The Eye of the World, originally published in 1990, is the first volume in the late Robert Jordan’s series entitled The Wheel of Time which has become one of the most popular fantasy series of all time. The novel follows in the footsteps of such fantasy greats as Terry Brooks and the great man himself, J.R.R. Tolkien. With its blend of fascinating characters (including several strong women,) the rich tapestry of its fantasy world, and the exciting plot, this book is a great read for any fantasy fan.
The novel revolves around the intertwined fortunes of several young people from a small town called Emond’s Field. The three men, Rand al’Thor, Perrin Aybara, and Mat Cauthon, are integral parts of the Patter, the intricate tapestry that connects all human lives to one another. They are swept up in a chain of events that will take them far from their home, and are guided and protected along the way by the powerful Aes Sedai (this world’s magic-wielders, who are women due to the fact that all men who are able to wield magic, called the One Power, eventually go mad) Moiraine and her bodyguard (called a Warder) Lan. At the same time, two young women, Egwene al’Vere and Nynaeve al’Meara, are also caught up in the Pattern, and both desire to become Aes Sedai themselves, though for very different reasons. In the end, it is revealed that Rand can wield the One Power (implying he will go mad,) but also that he is the Dragon Reborn, who is fated to be the world’s champion against the Dark One in the Last Battle.

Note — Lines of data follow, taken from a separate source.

//! The binning stage of the goodness-of-fit test.
//!
//! A [Histogram] pairs the observed bin counts of a sample with the expected
//! frequencies under a [DistributionSpec]. Continuous specs are binned over
//! interval edges (half-open bins, last bin closed); discrete specs get one
//! category per outcome.
//!
//! The expected frequencies are allways rescaled so their sum equals the sum
//! of the observed counts: the chi-square statistic compares shapes, and the
//! rescale keeps it meaningfull even when part of the sample falls outside
//! the caller's edges.
//!

use crate::errors::StatError;
use crate::spec::{ContinuousModel, DiscreteSpec, DistributionSpec};

/// How to partition the sample range into bins.
#[derive(Debug, Clone, PartialEq)]
pub enum Binning {
    /// `EqualWidth(k)`: `k` bins of equal width spanning `[min, max]` of the
    /// observed sample.
    EqualWidth(usize),
    /// Caller-provided bin edges (must be strictly increasing). Useful for
    /// integer-valued data where the sample range alone would produce
    /// degenerate bins.
    Edges(Vec<f64>),
}

/// Observed vs expected bin frequencies of a sample under a spec.
#[derive(Debug, Clone, PartialEq)]
pub struct Histogram {
    /// The bin edges (`k + 1` values for `k` bins). Empty for categorical
    /// histograms, where bins are outcome categories rather than intervals.
    edges: Vec<f64>,
    /// Observed count per bin. Sums to the number of sample values that
    /// landed inside the binned range.
    observed: Vec<u64>,
    /// Expected frequency per bin, rescaled so that
    /// `sum(expected) == sum(observed)`.
    expected: Vec<f64>,
}

impl Histogram {
    /// Builds the [Histogram] of `values` under `spec`.
    ///
    /// Continuous specs use `binning`; discrete specs allways bin per
    /// outcome category (the `binning` argument is ignored for them).
    ///
    /// # Errors
    ///
    /// Will return an error if:
    ///  - a bin edge is a NaN ([StatError::NanErr]).
    ///  - less than 2 bins were requested, the edges are not strictly
    ///    increasing, the sample range is a single point, or every bin has
    ///    zero expected frequency ([StatError::InsufficientBins]).
    pub fn build(
        values: &[f64],
        spec: &DistributionSpec,
        binning: &Binning,
    ) -> Result<Histogram, StatError> {
        match spec {
            DistributionSpec::Continuous(model) => {
                return Histogram::continuous(values, model, binning);
            }
            DistributionSpec::Discrete(discrete) => {
                return Histogram::categorical(values, discrete);
            }
        }
    }

    /// Builds an interval histogram of `values` under a [ContinuousModel].
    pub fn continuous(
        values: &[f64],
        model: &ContinuousModel,
        binning: &Binning,
    ) -> Result<Histogram, StatError> {
        let edges: Vec<f64> = match binning {
            Binning::EqualWidth(bin_count) => {
                let bin_count: usize = *bin_count;
                if bin_count < 2 {
                    return Err(StatError::InsufficientBins);
                }
                if values.is_empty() {
                    return Err(StatError::DegenerateSample);
                }

                let minimum: f64 = values.iter().fold(f64::INFINITY, |acc, &x| acc.min(x));
                let maximum: f64 = values.iter().fold(f64::NEG_INFINITY, |acc, &x| acc.max(x));

                if maximum <= minimum {
                    // every value is identical: equal-width bins over the
                    // sample range are degenerate. The caller must provide
                    // explicit edges for this sample.
                    return Err(StatError::InsufficientBins);
                }

                let width: f64 = (maximum - minimum) / bin_count as f64;
                let mut edges: Vec<f64> = Vec::with_capacity(bin_count + 1);
                for i in 0..bin_count {
                    edges.push(minimum + width * i as f64);
                }
                // push the exact maximum, not `minimum + width * k`, so the
                // closed last bin is guaranteed to contain it
                edges.push(maximum);
                edges
            }
            Binning::Edges(edges) => {
                for &edge in edges {
                    if edge.is_nan() {
                        return Err(StatError::NanErr);
                    }
                }
                if edges.len() < 3 {
                    return Err(StatError::InsufficientBins);
                }
                for window in edges.windows(2) {
                    if window[1] <= window[0] {
                        return Err(StatError::InsufficientBins);
                    }
                }
                edges.clone()
            }
        };

        let bin_count: usize = edges.len() - 1;
        let mut observed: Vec<u64> = vec![0; bin_count];

        for &value in values {
            if let Some(index) = locate_bin(&edges, value) {
                observed[index] += 1;
            }
            // values outside the edges are left out; the expected
            // frequencies are rescaled to the observed total below
        }

        let observed_total: u64 = observed.iter().sum();
        if observed_total == 0 {
            return Err(StatError::InsufficientBins);
        }

        // expected probability mass per bin, from CDF differences
        let mut probabilities: Vec<f64> = Vec::with_capacity(bin_count);
        let mut probability_total: f64 = 0.0;
        for window in edges.windows(2) {
            let mass: f64 = (model.cdf(window[1]) - model.cdf(window[0])).max(0.0);
            probabilities.push(mass);
            probability_total += mass;
        }

        if probability_total <= 0.0 {
            // the spec's support and the sample range do not overlap
            return Err(StatError::InsufficientBins);
        }

        let expected: Vec<f64> = probabilities
            .iter()
            .map(|&mass| observed_total as f64 * mass / probability_total)
            .collect();

        return Ok(Histogram {
            edges: edges,
            observed: observed,
            expected: expected,
        });
    }

    /// Builds a categorical histogram of `values` under a [DiscreteSpec]:
    /// one bin per outcome.
    ///
    /// A value is assigned to the outcome it equals exactly (drawn values are
    /// bitwise copies of the table entries); values matching no outcome are
    /// left out.
    pub fn categorical(values: &[f64], spec: &DiscreteSpec) -> Result<Histogram, StatError> {
        if spec.len() < 2 {
            return Err(StatError::InsufficientBins);
        }

        let mut observed: Vec<u64> = vec![0; spec.len()];
        for &value in values {
            for (index, &(outcome_value, _)) in spec.outcomes().iter().enumerate() {
                if value == outcome_value {
                    observed[index] += 1;
                    break;
                }
            }
        }

        let observed_total: u64 = observed.iter().sum();
        if observed_total == 0 {
            return Err(StatError::InsufficientBins);
        }

        // probabilities within the renormalization tolerance may sum to
        // slightly off 1, so the expected frequencies are rescaled by the
        // actual sum (same as the continuous path)
        let mut probability_total: f64 = 0.0;
        for &(_, probability) in spec.outcomes() {
            probability_total += probability;
        }

        let expected: Vec<f64> = spec
            .outcomes()
            .iter()
            .map(|&(_, probability)| observed_total as f64 * probability / probability_total)
            .collect();

        return Ok(Histogram {
            edges: Vec::new(),
            observed: observed,
            expected: expected,
        });
    }

    /// Returns the bin edges (`k + 1` values for `k` bins; empty for
    /// categorical histograms).
    #[must_use]
    pub fn edges(&self) -> &[f64] {
        return &self.edges;
    }

    /// Returns the observed count per bin.
    #[must_use]
    pub fn observed(&self) -> &[u64] {
        return &self.observed;
    }

    /// Returns the expected frequency per bin.
    #[must_use]
    pub fn expected(&self) -> &[f64] {
        return &self.expected;
    }

    /// Returns the number of bins.
    #[must_use]
    pub fn bin_count(&self) -> usize {
        return self.observed.len();
    }
}

/// Locates the bin of `value` in a strictly increasing `edges` vector:
/// half-open bins `[l, r)`, except the last one wich is closed `[l, r]`.
/// Returns `None` for values outside `[edges[0], edges[last]]`.
fn locate_bin(edges: &[f64], value: f64) -> Option<usize> {
    let last_edge: f64 = edges[edges.len() - 1];
    if value < edges[0] || last_edge < value {
        return None;
    }
    if value == last_edge {
        // closed last bin
        return Some(edges.len() - 2);
    }

    // first edge strictly greater than `value`, minus one
    let index: usize = edges.partition_point(|&edge| edge <= value);
    return Some(index - 1);
}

Although the characters, especially the male ones, tend to act almost idiotically at times, Jordan deserves especial credit for giving the women of his tale so much power. While they are not the central driving forces per se, without them none of the male characters would be able to move beyond their own insipidness. Moiraine, although she has few chapters all to herself, is one of the most intriguing characters in the entire tale, while one cannot help but like both Egwene and Nynaeve, even though the latter has quite a temper and often finds herself unable to control it. The fact that the women have such a strong role to play is in marked contrast to a great deal of other fantasy fiction (in Tolkien, for example,) where the women usually sit on the sidelines, waiting for their masculine saviors to return home.
Where Jordan truly excels, however, is in his painting of a completely realized fantasy world. The world that his characters journey through is full of countries and nations and peoples, all of whom have particular customs, modes of dress, beliefs, and behaviors, all of which combine to truly immerse the reader in this other reality. Furthermore, this world has a history fully as intriguing and full of struggle as our own world. From the great Age of Legends, when male and female Aes Sedai worked together (before the male hall of the One Power was tainted by the Dark One,) to the many wars and empires, the history of this world is almost more fascinating than the events currently unfolding in the novels.
All in all, the first volume in Robert Jordan’s epic fantasy series is an excellent romp through the world of epic fantasy. If you’re looking for a fully developed plot, a rich, textured world, and characters who are flawed yet ultimately likable, then you’re sure to enjoy reading this first volume.